National Imaginaries

greater-hungary.png

Map of Hungarian borders before Trianon

The idea of home suggests a special, privileged relationship to a place. Any attempt to map this relationship thus has the idea of relational space embedded in its very fabric. Map of homelands and maps of origins are not only emotionally charged, they can also have serious political repercussions. Maps of national territory have been extremely important ways of mapping relational space since the rise of nationalism. Ernest Gellner famously defined nationalism as the belief that the boundaries of the nation and the state should be congruent.
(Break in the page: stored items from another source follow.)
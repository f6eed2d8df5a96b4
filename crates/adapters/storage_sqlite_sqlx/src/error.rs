//! Storage-specific error type wrapping sqlx errors.

use thingrules_domain::error::ThingRulesError;

/// Errors originating from the `SQLite` storage layer.
#[derive(Debug, thiserror::Error)]
pub enum StorageError {
    /// A query or connection failed.
    #[error("database error")]
    Database(#[from] sqlx::Error),

    /// Failed to serialize a rule document.
    #[error("JSON serialization error")]
    Json(#[from] serde_json::Error),

    /// A stored row has an id that is not a rule id.
    #[error("invalid rule id {0:?}")]
    InvalidId(String),

    /// Failed to run migrations.
    #[error("migration error")]
    Migration(#[from] sqlx::migrate::MigrateError),
}

impl From<StorageError> for ThingRulesError {
    fn from(err: StorageError) -> Self {
        Self::Storage(Box::new(err))
    }
}
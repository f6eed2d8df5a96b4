//! # thingrules-adapter-ifttt-reqwest
//!
//! Outbound webhook adapter for the IFTTT maker service.
//!
//! Each notification is a `POST {base_url}/trigger/{event}/with/key/{key}`
//! carrying `{"value1": event}`. Without a key the notifier is disabled and
//! every call fails with [`IftttError::Disabled`], which the engine reports
//! as a failed effect.
//!
//! ## Dependency rule
//!
//! Depends on `thingrules-app` (port traits) and `thingrules-domain` only.

use reqwest::{Client, Url};
use serde_json::json;
use thingrules_app::ports::WebhookNotifier;
use thingrules_domain::error::EffectError;

/// Default endpoint of the maker service.
pub const DEFAULT_BASE_URL: &str = "https://maker.ifttt.com";

/// Errors raised while notifying IFTTT.
#[derive(Debug, thiserror::Error)]
pub enum IftttError {
    /// No maker key is configured.
    #[error("IFTTT notifier is disabled (no key configured)")]
    Disabled,

    #[error("invalid IFTTT base URL {0}")]
    InvalidBaseUrl(String),

    /// The request could not be sent or the response not read.
    #[error("IFTTT request failed")]
    Http(#[from] reqwest::Error),

    /// The service answered with a non-success status.
    #[error("IFTTT answered with status {0}")]
    Status(u16),
}

impl From<IftttError> for EffectError {
    fn from(err: IftttError) -> Self {
        Self::Webhook(Box::new(err))
    }
}

/// [`WebhookNotifier`] backed by the IFTTT maker webhook API.
#[derive(Debug, Clone)]
pub struct IftttWebhook {
    client: Client,
    base_url: String,
    key: Option<String>,
}

impl IftttWebhook {
    /// Create a notifier posting to `base_url` with the given maker key.
    ///
    /// # Errors
    ///
    /// Returns [`IftttError::InvalidBaseUrl`] when `base_url` is not an
    /// absolute http(s) URL.
    pub fn new(base_url: &str, key: Option<String>) -> Result<Self, IftttError> {
        let parsed =
            Url::parse(base_url).map_err(|_| IftttError::InvalidBaseUrl(base_url.to_string()))?;
        if parsed.cannot_be_a_base() {
            return Err(IftttError::InvalidBaseUrl(base_url.to_string()));
        }
        Ok(Self {
            client: Client::new(),
            base_url: base_url.to_string(),
            key: key.filter(|key| !key.is_empty()),
        })
    }

    /// A notifier that rejects every call.
    #[must_use]
    pub fn disabled() -> Self {
        Self {
            client: Client::new(),
            base_url: DEFAULT_BASE_URL.to_string(),
            key: None,
        }
    }

    #[must_use]
    pub fn is_enabled(&self) -> bool {
        self.key.is_some()
    }

    fn trigger_url(&self, event: &str, key: &str) -> Result<Url, IftttError> {
        let invalid = || IftttError::InvalidBaseUrl(self.base_url.clone());
        let mut url = Url::parse(&self.base_url).map_err(|_| invalid())?;
        url.path_segments_mut()
            .map_err(|()| invalid())?
            .pop_if_empty()
            .extend(["trigger", event, "with", "key", key]);
        Ok(url)
    }

    async fn send(&self, event: &str) -> Result<(), IftttError> {
        let key = self.key.as_deref().ok_or(IftttError::Disabled)?;
        let url = self.trigger_url(event, key)?;
        let response = self
            .client
            .post(url)
            .json(&json!({ "value1": event }))
            .send()
            .await?;
        let status = response.status();
        if !status.is_success() {
            return Err(IftttError::Status(status.as_u16()));
        }
        tracing::debug!(event, "IFTTT notified");
        Ok(())
    }
}

impl WebhookNotifier for IftttWebhook {
    async fn notify(&self, event: &str) -> Result<(), EffectError> {
        self.send(event).await.map_err(EffectError::from)
    }
}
Mapping national territory, therefore, is key to nationalist projects everywhere.

 

The embedded map depicts Hungary in 1876, and is faithful to the political borders of the time. However, its affective history extends much farther than this period. After many of the outlying counties were reassigned to neighboring nations at the Treaty of Trianon in 1920, Hungary assumed its present-day shape. The pre-Trianon map corresponds to the national memory of "Greater Hungary," and is tied to both gentle nostalgia for the Austro-Hungarian period and extremist, irredentist claims to reincorporate the "lost" territory. The outline of this map has become an iconic marker of the latter idea, and is reproduced in many forms (from mugs to earrings to tattoos and t-shirts) so that Hungarians can easily demonstrate their attachment to Greater Hungary in all aspects of everyday life.